Christian Ziegler, who according to local reports was replaced as head of his state GOP by Tallahassee lobbyist Evan Power, has maintained that his encounter with the woman was consensual, although revelations about his and his wife's sexual history immediately prompted calls for Ziegler to step down as Florida's GOP chairman, including from Republican presidential hopeful and Florida Governor Ron DeSantis. According to the Tampa Bay Times, which cited Helen Ferre, the party's executive director, Ziegler was ousted in a 199-3 voice vote on Monday.
Bridget Ziegler has also faced pressure to resign from her position on the Sarasota County school board, although a vote calling for her resignation last month is non-binding. She stepped down from her position at Moms for Liberty—a conservative parental-rights group that targets LGBTQ+ materials in public schools—in 2021.

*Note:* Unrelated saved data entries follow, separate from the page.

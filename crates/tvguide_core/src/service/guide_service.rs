//! Guide run orchestration.
//!
//! # Responsibility
//! - Wire file parsing, the report pipeline and report output into one run.
//! - Print for the operator before touching the output file.
//! - Leave the container empty whether the run succeeds or fails.
//!
//! # Invariants
//! - A parse failure clears every record read before the failure.
//! - The output file only ever receives the visible part of the report.

use crate::io::parse::{read_guide_file, ParseError};
use crate::io::report::{print_report, write_report_file};
use crate::list::{ListError, OrderedList};
use crate::model::record::Record;
use crate::pipeline::{run_pipeline, PipelineError, Report, Selection};
use log::{info, warn};
use std::error::Error;
use std::fmt::{Display, Formatter};
use std::io::Write;
use std::path::Path;

pub type GuideResult<T> = Result<T, GuideError>;

/// Top-level failure of one guide run.
#[derive(Debug)]
pub enum GuideError {
    /// Input file could not be read or contained an invalid record.
    Parse(ParseError),
    /// Drain/sort/filter failed.
    Pipeline(PipelineError),
    /// Cleanup after a failed read left the container inconsistent.
    Cleanup(ListError),
    /// Report could not be printed for the operator.
    Screen(std::io::Error),
    /// Report could not be written to the output file.
    Output(std::io::Error),
}

impl Display for GuideError {
    fn fmt(&self, f: &mut Formatter<'_>) -> std::fmt::Result {
        match self {
            Self::Parse(err) => write!(f, "{err}"),
            Self::Pipeline(err) => write!(f, "{err}"),
            Self::Cleanup(err) => write!(f, "failed to discard partial guide: {err}"),
            Self::Screen(err) => write!(f, "failed to print report: {err}"),
            Self::Output(err) => write!(f, "failed to write report: {err}"),
        }
    }
}

impl Error for GuideError {
    fn source(&self) -> Option<&(dyn Error + 'static)> {
        match self {
            Self::Parse(err) => Some(err),
            Self::Pipeline(err) => Some(err),
            Self::Cleanup(err) => Some(err),
            Self::Screen(err) => Some(err),
            Self::Output(err) => Some(err),
        }
    }
}

impl From<ParseError> for GuideError {
    fn from(value: ParseError) -> Self {
        Self::Parse(value)
    }
}

impl From<PipelineError> for GuideError {
    fn from(value: PipelineError) -> Self {
        Self::Pipeline(value)
    }
}

/// Loads `input` into a fresh list and runs the pipeline for `selection`.
///
/// The list is cleared if reading fails part way through.
pub fn load_report(input: impl AsRef<Path>, selection: Selection) -> GuideResult<Report> {
    let mut list = OrderedList::new();
    if let Err(err) = read_guide_file(input, &mut list) {
        discard_partial(&mut list)?;
        return Err(err.into());
    }
    Ok(run_pipeline(&mut list, selection)?)
}

/// Runs one full guide pass: read, sort, filter, and write `output`.
///
/// # Side effects
/// - Creates or truncates `output`.
/// - Emits `guide_run` logging events.
pub fn run_guide(
    input: impl AsRef<Path>,
    output: impl AsRef<Path>,
    selection: Selection,
) -> GuideResult<Report> {
    let report = load_report(input, selection)?;
    save_report(output, &report)?;
    Ok(report)
}

/// Prints `report` for the operator, then writes it to `output`.
///
/// The screen copy is produced first, so a failed file write still leaves
/// the operator with the report.
///
/// # Side effects
/// - Creates or truncates `output`.
/// - Emits `guide_run` logging events.
pub fn publish_report<W: Write, E: Write>(
    report: &Report,
    output: impl AsRef<Path>,
    screen: &mut W,
    diagnostics: &mut E,
) -> GuideResult<()> {
    print_report(screen, diagnostics, report).map_err(GuideError::Screen)?;
    save_report(output, report)
}

fn save_report(output: impl AsRef<Path>, report: &Report) -> GuideResult<()> {
    write_report_file(output, report).map_err(GuideError::Output)?;
    let selection = report.selection();
    info!(
        "event=guide_run module=service status=ok day={} sort={} entries={}",
        selection.day,
        selection.sort.as_str(),
        report.len()
    );
    Ok(())
}

fn discard_partial(list: &mut OrderedList<Record>) -> GuideResult<()> {
    let partial = list.len();
    list.clear().map_err(GuideError::Cleanup)?;
    if partial > 0 {
        warn!(
            "event=guide_discard module=service status=ok discarded={}",
            partial
        );
    }
    Ok(())
}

On social media, Florida's Republican Party celebrated the election of Power, who had served as vice chair of the state GOP and covered Ziegler's responsibilities after the former chair was suspended last month.
"Under his strong leadership, we will Keep Florida RED, deliver Florida's 30 electoral votes to the GOP presidential candidate, and elect Republicans up and down the ballot," the Florida GOP said in a post to X, formerly Twitter, on Monday. "Let's get to work!"
Power responded to the post, saying that it was "the honor of a life, now let's #KeepFloridaWinning."
Newsweek reached out to Florida's GOP via email for comment.
Update 1/8/24, 4:18 p.m. ET: This article has been updated with additional information and background.